Вслушиваясь в завораживающую речь, волчонок одновременно всматривался в каждого из стаи и начинал отличать одного человека от другого, видеть их цельность и понимать, что руки — это не отдельные существа, живущие самостоятельно. Наверное, он бы познал многое из жизни людей в ту ночь, однако это пристальное наблюдение за их поведением было внезапно прервано далёким одиночным выстрелом. И тотчас все вскочили, завертели головами, а там, откуда прилетел звучный хлопок, застучало часто и гулко, словно на волчьей облаве. В мгновение ока мужчины бросились к машинам, достали оружие и заспешили к воде, на катер; женщины не захотели оставаться у костра и скрылись в гостинице. Не прошло и минуты, как волчонок остался на берегу один, сделав ещё одно, парадоксальное с точки зрения зверя, открытие…

Как только началась стрельба, у людей пропал страх.

Всадник взлетел на холм, ничуть не замедлив аллюра, помчался прямо в дубраву и ещё миг — был бы выбит из седла низкими толстыми сучьями, однако невероятным образом спешился на полном скаку, точнее, оставил коня, как пилот подбитую машину, и мягко приземлился перед вотчинником и Ражным, идущим чуть позади.

Изумил не этот головоломный прыжок, а возраст Скифа: было ему далеко за сотню лет, значит, и имя он носил не то, что дали родители при рождении, другое — Ослаб.

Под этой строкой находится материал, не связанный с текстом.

//! Input validation for names and content, and the duplicate-detection key.

use std::sync::LazyLock;

use {regex::Regex, thiserror::Error, unicode_normalization::UnicodeNormalization};

use crate::{i18n::MessageKey, reply::Reply};

pub const NAME_MAX_CHARS: usize = 64;
pub const CONTENT_MAX_CHARS: usize = 64_000;

/// Words of letters, digits or underscores, joined by single spaces. An
/// apostrophe or hyphen may appear between word characters.
static NAME_SHAPE: LazyLock<Option<Regex>> = LazyLock::new(|| {
    Regex::new(r"^\w+(?:['’-]\w+)*(?: \w+(?:['’-]\w+)*)*$").ok()
});

/// A recoverable input error. The session stays at its current step.
#[derive(Debug, Clone, PartialEq, Eq, Error)]
pub enum ValidationError {
    #[error("name is blank")]
    NameBlank,
    #[error("name exceeds {max} characters")]
    NameTooLong { max: usize },
    #[error("name has an invalid shape")]
    NameInvalid,
    #[error("{scope} already has an entry named {name:?}")]
    DuplicateName { name: String, scope: String },
    #[error("a topic named {name:?} already exists")]
    DuplicateTopic { name: String },
    #[error("content is blank")]
    ContentBlank,
    #[error("content exceeds {max} characters")]
    ContentTooLong { max: usize },
    #[error("no user matches {query:?}")]
    UnknownUser { query: String },
    #[error("cannot change own role")]
    OwnRole,
}

impl ValidationError {
    /// Label used for logs and metrics.
    pub fn kind(&self) -> &'static str {
        match self {
            Self::NameBlank => "name_blank",
            Self::NameTooLong { .. } => "name_too_long",
            Self::NameInvalid => "name_invalid",
            Self::DuplicateName { .. } => "duplicate_name",
            Self::DuplicateTopic { .. } => "duplicate_topic",
            Self::ContentBlank => "content_blank",
            Self::ContentTooLong { .. } => "content_too_long",
            Self::UnknownUser { .. } => "unknown_user",
            Self::OwnRole => "own_role",
        }
    }

    pub fn reply(&self) -> Reply {
        match self {
            Self::NameBlank => Reply::key(MessageKey::NameBlank),
            Self::NameTooLong { max } => Reply::key(MessageKey::NameTooLong).arg("max", max),
            Self::NameInvalid => Reply::key(MessageKey::NameInvalid),
            Self::DuplicateName { name, scope } => Reply::key(MessageKey::NameDuplicate)
                .arg("name", name)
                .arg("topic", scope),
            Self::DuplicateTopic { name } => {
                Reply::key(MessageKey::DuplicateTopic).arg("name", name)
            },
            Self::ContentBlank => Reply::key(MessageKey::ContentBlank),
            Self::ContentTooLong { max } => {
                Reply::key(MessageKey::ContentTooLong).arg("max", max)
            },
            Self::UnknownUser { query } => Reply::key(MessageKey::UnknownUser).arg("query", query),
            Self::OwnRole => Reply::key(MessageKey::OwnRole),
        }
    }
}

/// Validate an entry or topic name. Returns the trimmed name.
pub fn validate_name(raw: &str) -> Result<String, ValidationError> {
    let name = raw.trim();
    if name.is_empty() {
        return Err(ValidationError::NameBlank);
    }
    if name.chars().count() > NAME_MAX_CHARS {
        return Err(ValidationError::NameTooLong {
            max: NAME_MAX_CHARS,
        });
    }
    match NAME_SHAPE.as_ref() {
        Some(shape) if shape.is_match(name) => Ok(name.to_string()),
        _ => Err(ValidationError::NameInvalid),
    }
}

/// Validate entry content. Returns the trimmed content.
pub fn validate_content(raw: &str) -> Result<String, ValidationError> {
    let content = raw.trim();
    if content.is_empty() {
        return Err(ValidationError::ContentBlank);
    }
    if content.chars().count() > CONTENT_MAX_CHARS {
        return Err(ValidationError::ContentTooLong {
            max: CONTENT_MAX_CHARS,
        });
    }
    Ok(content.to_string())
}

/// Comparison key for names: decomposed, combining marks removed, lowercased,
/// whitespace collapsed. `"Aëlin"` and `" aelin "` share a key.
pub fn name_key(name: &str) -> String {
    let folded: String = name
        .nfd()
        .filter(|c| !unicode_normalization::char::is_combining_mark(*c))
        .flat_map(char::to_lowercase)
        .collect();
    folded.split_whitespace().collect::<Vec<_>>().join(" ")
}

/// Whether `candidate` collides with any of the already stored keys.
pub fn is_duplicate<'a>(candidate: &str, existing: impl IntoIterator<Item = &'a str>) -> bool {
    let key = name_key(candidate);
    existing.into_iter().any(|other| other == key)
}
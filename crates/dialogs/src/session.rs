//! Per-user command sessions.

use std::{fmt, time::Instant};

use lorebot_common::{ChatId, EntryId, TopicId, UserId};

use crate::{
    command::{CommandDescriptor, CommandKind},
    error::{Context, Error, Result},
    event::ImageRef,
    store::{Category, Entry, Topic},
};

/// One point in a command's step sequence.
#[derive(Debug, Clone, Copy, PartialEq, Eq, Hash)]
pub enum Step {
    SelectTopic,
    SelectEntry,
    EnterName,
    EnterContent,
    AttachImage,
    Confirm,
    EnterTopicName,
    EnterUser,
    SelectRole,
}

impl Step {
    pub fn as_str(self) -> &'static str {
        match self {
            Self::SelectTopic => "select_topic",
            Self::SelectEntry => "select_entry",
            Self::EnterName => "enter_name",
            Self::EnterContent => "enter_content",
            Self::AttachImage => "attach_image",
            Self::Confirm => "confirm",
            Self::EnterTopicName => "enter_topic_name",
            Self::EnterUser => "enter_user",
            Self::SelectRole => "select_role",
        }
    }
}

impl fmt::Display for Step {
    fn fmt(&self, f: &mut fmt::Formatter<'_>) -> fmt::Result {
        f.write_str(self.as_str())
    }
}

#[derive(Debug, Clone, PartialEq, Eq)]
pub struct TopicRef {
    pub id: TopicId,
    pub name: String,
}

impl From<&Topic> for TopicRef {
    fn from(topic: &Topic) -> Self {
        Self {
            id: topic.id,
            name: topic.name.clone(),
        }
    }
}

#[derive(Debug, Clone, PartialEq, Eq)]
pub struct EntryRef {
    pub id: EntryId,
    pub name: String,
}

impl From<&Entry> for EntryRef {
    fn from(entry: &Entry) -> Self {
        Self {
            id: entry.id,
            name: entry.name.clone(),
        }
    }
}

#[derive(Debug, Clone, PartialEq, Eq)]
pub struct UserRef {
    pub id: UserId,
    pub display_name: String,
}

/// Values collected by earlier steps.
#[derive(Debug, Clone, Default, PartialEq, Eq)]
pub struct Accumulated {
    pub category: Category,
    pub topic: Option<TopicRef>,
    pub entry: Option<EntryRef>,
    pub name: Option<String>,
    pub content: Option<String>,
    pub image: Option<ImageRef>,
    pub target_user: Option<UserRef>,
}

impl Accumulated {
    #[must_use]
    pub fn with_topic(&self, topic: TopicRef) -> Self {
        Self {
            topic: Some(topic),
            ..self.clone()
        }
    }

    #[must_use]
    pub fn with_entry(&self, entry: EntryRef) -> Self {
        Self {
            entry: Some(entry),
            ..self.clone()
        }
    }

    #[must_use]
    pub fn with_name(&self, name: String) -> Self {
        Self {
            name: Some(name),
            ..self.clone()
        }
    }

    #[must_use]
    pub fn with_content(&self, content: String) -> Self {
        Self {
            content: Some(content),
            ..self.clone()
        }
    }

    #[must_use]
    pub fn with_image(&self, image: ImageRef) -> Self {
        Self {
            image: Some(image),
            ..self.clone()
        }
    }

    #[must_use]
    pub fn with_target_user(&self, user: UserRef) -> Self {
        Self {
            target_user: Some(user),
            ..self.clone()
        }
    }
}

/// An in-progress multi-step command owned by one user.
///
/// Sessions are values: a step computes the successor with [`Session::advance`]
/// and the registry swaps it in. The registry hands out clones, so a session
/// held by a running step never observes concurrent changes.
#[derive(Debug, Clone, PartialEq)]
pub struct Session {
    pub user_id: UserId,
    pub chat_id: ChatId,
    pub kind: CommandKind,
    pub step: Step,
    pub accumulated: Accumulated,
    /// Set once the session has left the registry.
    pub terminal: bool,
    pub started_at: Instant,
    pub updated_at: Instant,
}

impl Session {
    /// A fresh session at the command's first step.
    pub fn start(
        kind: CommandKind,
        user_id: UserId,
        chat_id: ChatId,
        accumulated: Accumulated,
    ) -> Self {
        let now = Instant::now();
        Self {
            user_id,
            chat_id,
            kind,
            step: kind.descriptor().first_step(),
            accumulated,
            terminal: false,
            started_at: now,
            updated_at: now,
        }
    }

    pub fn descriptor(&self) -> &'static CommandDescriptor {
        self.kind.descriptor()
    }

    /// The successor session at `next`. Only the step immediately after the
    /// current one in the command's sequence is accepted.
    pub fn advance(&self, next: Step, accumulated: Accumulated) -> Result<Session> {
        let descriptor = self.descriptor();
        if self.terminal || descriptor.successor(self.step) != Some(next) {
            return Err(Error::InvalidStep {
                command: descriptor.name,
                from: self.step.as_str(),
                to: next.as_str(),
            });
        }
        Ok(Self {
            step: next,
            accumulated,
            updated_at: Instant::now(),
            ..self.clone()
        })
    }

    /// Whether the current step is the command's final one.
    pub fn at_last_step(&self) -> bool {
        self.descriptor().successor(self.step).is_none()
    }

    pub fn topic(&self) -> Result<&TopicRef> {
        self.accumulated
            .topic
            .as_ref()
            .with_context(|| self.missing_value("topic"))
    }

    pub fn entry(&self) -> Result<&EntryRef> {
        self.accumulated
            .entry
            .as_ref()
            .with_context(|| self.missing_value("entry"))
    }

    pub fn name(&self) -> Result<&str> {
        self.accumulated
            .name
            .as_deref()
            .with_context(|| self.missing_value("name"))
    }

    pub fn content(&self) -> Result<&str> {
        self.accumulated
            .content
            .as_deref()
            .with_context(|| self.missing_value("content"))
    }

    pub fn target_user(&self) -> Result<&UserRef> {
        self.accumulated
            .target_user
            .as_ref()
            .with_context(|| self.missing_value("target user"))
    }

    fn missing_value(&self, what: &str) -> String {
        format!("/{} at {} has no {what}", self.descriptor().name, self.step)
    }
}
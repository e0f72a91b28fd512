//! Process wiring for `lorebot run`.

use std::{
    path::{Path, PathBuf},
    sync::Arc,
    time::Duration,
};

use {
    anyhow::{Context, bail},
    axum::{
        Router,
        extract::State,
        http::header,
        response::IntoResponse,
        routing::get,
    },
    lorebot_config::LorebotConfig,
    lorebot_dialogs::{
        Dispatcher, UserLanes,
        i18n::{BuiltinLocalizer, Localizer},
        memory::MemoryStore,
        render::Renderer,
        store::Stores,
    },
    lorebot_metrics::{MetricsHandle, MetricsRecorderConfig},
    lorebot_render::HtmlRenderer,
    lorebot_store::SqliteStore,
    lorebot_telegram::TelegramAccountConfig,
    tokio::{net::TcpListener, task::JoinSet},
    tokio_util::sync::CancellationToken,
    tracing::{error, info, warn},
};

use crate::db_commands;

const LANE_DRAIN_TIMEOUT: Duration = Duration::from_secs(10);

pub async fn run(config: LorebotConfig, data_dir: PathBuf, ephemeral: bool) -> anyhow::Result<()> {
    if config.channels.telegram.is_empty() {
        bail!("no telegram account configured (add [channels.telegram.<id>])");
    }
    let cancel = CancellationToken::new();

    let metrics = lorebot_metrics::init_metrics(MetricsRecorderConfig {
        enabled: config.metrics.enabled,
        global_labels: Vec::new(),
    })?;
    if config.metrics.enabled {
        let listener = TcpListener::bind(&config.metrics.listen)
            .await
            .with_context(|| format!("binding metrics endpoint {}", config.metrics.listen))?;
        info!(listen = %config.metrics.listen, "metrics endpoint listening");
        tokio::spawn(serve_metrics(listener, metrics, cancel.child_token()));
    }

    let stores = open_stores(&config, &data_dir, ephemeral).await?;
    let renderer: Arc<dyn Renderer> = Arc::new(HtmlRenderer::new());
    let localizer: Arc<dyn Localizer> = Arc::new(BuiltinLocalizer::from_config(&config.locale));
    let sessions = &config.sessions;

    let mut account_ids: Vec<&String> = config.channels.telegram.keys().collect();
    account_ids.sort();

    let mut pollers = JoinSet::new();
    let mut sweepers = Vec::new();
    let mut all_lanes = Vec::new();
    for account_id in account_ids {
        let value = &config.channels.telegram[account_id];
        let account = TelegramAccountConfig::from_value(account_id, value)?;
        let connection = lorebot_telegram::connect(account_id, account).await?;

        let dispatcher = Arc::new(
            Dispatcher::new(stores.clone(), Arc::clone(&renderer), connection.outbound())
                .with_access(config.access.clone())
                .with_localizer(Arc::clone(&localizer))
                .with_search(config.search.clone()),
        );
        let menu = dispatcher.command_menu(Some(&config.locale.default_language));
        lorebot_telegram::register_commands(&connection.bot, account_id, &menu).await;

        if sessions.idle_timeout_secs > 0 {
            sweepers.push(dispatcher.spawn_sweeper(
                Duration::from_secs(sessions.sweep_interval_secs.max(1)),
                Duration::from_secs(sessions.idle_timeout_secs),
                cancel.child_token(),
            ));
        }

        let lanes = Arc::new(UserLanes::new(
            dispatcher,
            Duration::from_secs(sessions.lane_idle_secs),
            cancel.child_token(),
        ));
        all_lanes.push(Arc::clone(&lanes));

        let state = Arc::new(connection.into_state(lanes));
        let poller = lorebot_telegram::spawn_polling(state, cancel.child_token());
        let id = account_id.clone();
        pollers.spawn(async move { (id, poller.await) });
    }

    info!(accounts = pollers.len(), ephemeral, "lorebot running");

    loop {
        tokio::select! {
            signal = tokio::signal::ctrl_c() => {
                signal?;
                info!("shutdown requested");
                break;
            }
            finished = pollers.join_next() => match finished {
                Some(Ok((account_id, Ok(Ok(()))))) => info!(account_id, "polling stopped"),
                Some(Ok((account_id, Ok(Err(e))))) => {
                    error!(account_id, error = %e, "polling ended");
                },
                Some(Ok((account_id, Err(e)))) => {
                    error!(account_id, error = %e, "polling task failed");
                },
                Some(Err(e)) => error!(error = %e, "polling supervisor failed"),
                None => {
                    warn!("no telegram account is polling, exiting");
                    break;
                },
            },
        }
    }

    cancel.cancel();
    while pollers.join_next().await.is_some() {}
    for lanes in &all_lanes {
        lanes.shutdown(LANE_DRAIN_TIMEOUT).await;
    }
    for sweeper in sweepers {
        if let Err(e) = sweeper.await {
            warn!(error = %e, "session sweeper failed");
        }
    }
    info!("lorebot stopped");
    Ok(())
}

async fn open_stores(
    config: &LorebotConfig,
    data_dir: &Path,
    ephemeral: bool,
) -> anyhow::Result<Stores> {
    if ephemeral {
        warn!("ephemeral mode: topics and entries are kept in memory only");
        return Ok(Stores::from_backend(Arc::new(MemoryStore::new())));
    }
    let url = db_commands::database_url(config, data_dir)?;
    let pool = lorebot_store::connect(&url)
        .await
        .with_context(|| format!("opening database {url}"))?;
    lorebot_store::run_migrations(&pool).await?;
    info!(url, "database ready");
    Ok(Stores::from_backend(Arc::new(SqliteStore::new(pool))))
}

fn metrics_router(handle: MetricsHandle) -> Router {
    Router::new()
        .route("/metrics", get(metrics_handler))
        .with_state(handle)
}

async fn metrics_handler(State(handle): State<MetricsHandle>) -> impl IntoResponse {
    (
        [(header::CONTENT_TYPE, "text/plain; version=0.0.4; charset=utf-8")],
        handle.render(),
    )
}

async fn serve_metrics(listener: TcpListener, handle: MetricsHandle, cancel: CancellationToken) {
    let server = axum::serve(listener, metrics_router(handle))
        .with_graceful_shutdown(async move { cancel.cancelled().await });
    if let Err(e) = server.await {
        error!(error = %e, "metrics endpoint failed");
    }
}
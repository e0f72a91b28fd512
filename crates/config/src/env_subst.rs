/// Expand `${NAME}` and `${NAME:-fallback}` placeholders in raw config text.
///
/// Unknown variables without a fallback are kept verbatim so the parse error
/// (if any) points at the placeholder.
pub fn substitute_env(input: &str) -> String {
    expand_with(input, |name| std::env::var(name).ok())
}

fn expand_with(input: &str, lookup: impl Fn(&str) -> Option<String>) -> String {
    let mut out = String::with_capacity(input.len());
    let mut rest = input;

    while let Some(start) = rest.find("${") {
        out.push_str(&rest[..start]);
        let after = &rest[start + 2..];
        let Some(end) = after.find('}') else {
            // Unterminated placeholder: emit literally and stop scanning.
            out.push_str(&rest[start..]);
            return out;
        };

        let body = &after[..end];
        let (name, fallback) = match body.split_once(":-") {
            Some((name, fallback)) => (name, Some(fallback)),
            None => (body, None),
        };

        match (name.is_empty(), lookup(name), fallback) {
            (false, Some(value), _) => out.push_str(&value),
            (false, None, Some(fallback)) => out.push_str(fallback),
            _ => {
                out.push_str("${");
                out.push_str(body);
                out.push('}');
            },
        }
        rest = &after[end + 1..];
    }

    out.push_str(rest);
    out
}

Если совершеннолетие наступало в сорок, то пора зрелости в сто двадцать, и лишь в этом случае начиналась иная жизнь, почему старые засадники уже не именовались араксами, а получали чин инока. Для того чтобы не вызывать повышенного интереса окружающих и скрыть возраст, с благословления старейшины меняли имена, местожительство и являлись миру в другой ипостаси. Все: дети, друзья, знакомые, привычки и привязанности, имя и родовая фамилия — оставалось в прошлой жизни. Если араксов часто называли по имени-отчеству, то иноков звали коротко и просто, как этого — Скиф…

Молодые араксы вольны были избирать на вече из своих рядов главу братства поединщиков, первого из первых — Пересвета, боярого мужа; иноки обладали привилегией назначать судного боярина, духовного старейшину — Ослаба, избираемого, как патриарха, пожизненно.

Они были давно знакомы с вотчинником, но ни тот, ни другой не выдали своих чувств, раскланялись по обряду, пожали руки, после чего инок свистнул, и его буланый, золотистый от заходящего солнца конь тотчас же вылетел из дубравы и затанцевал подле хозяина.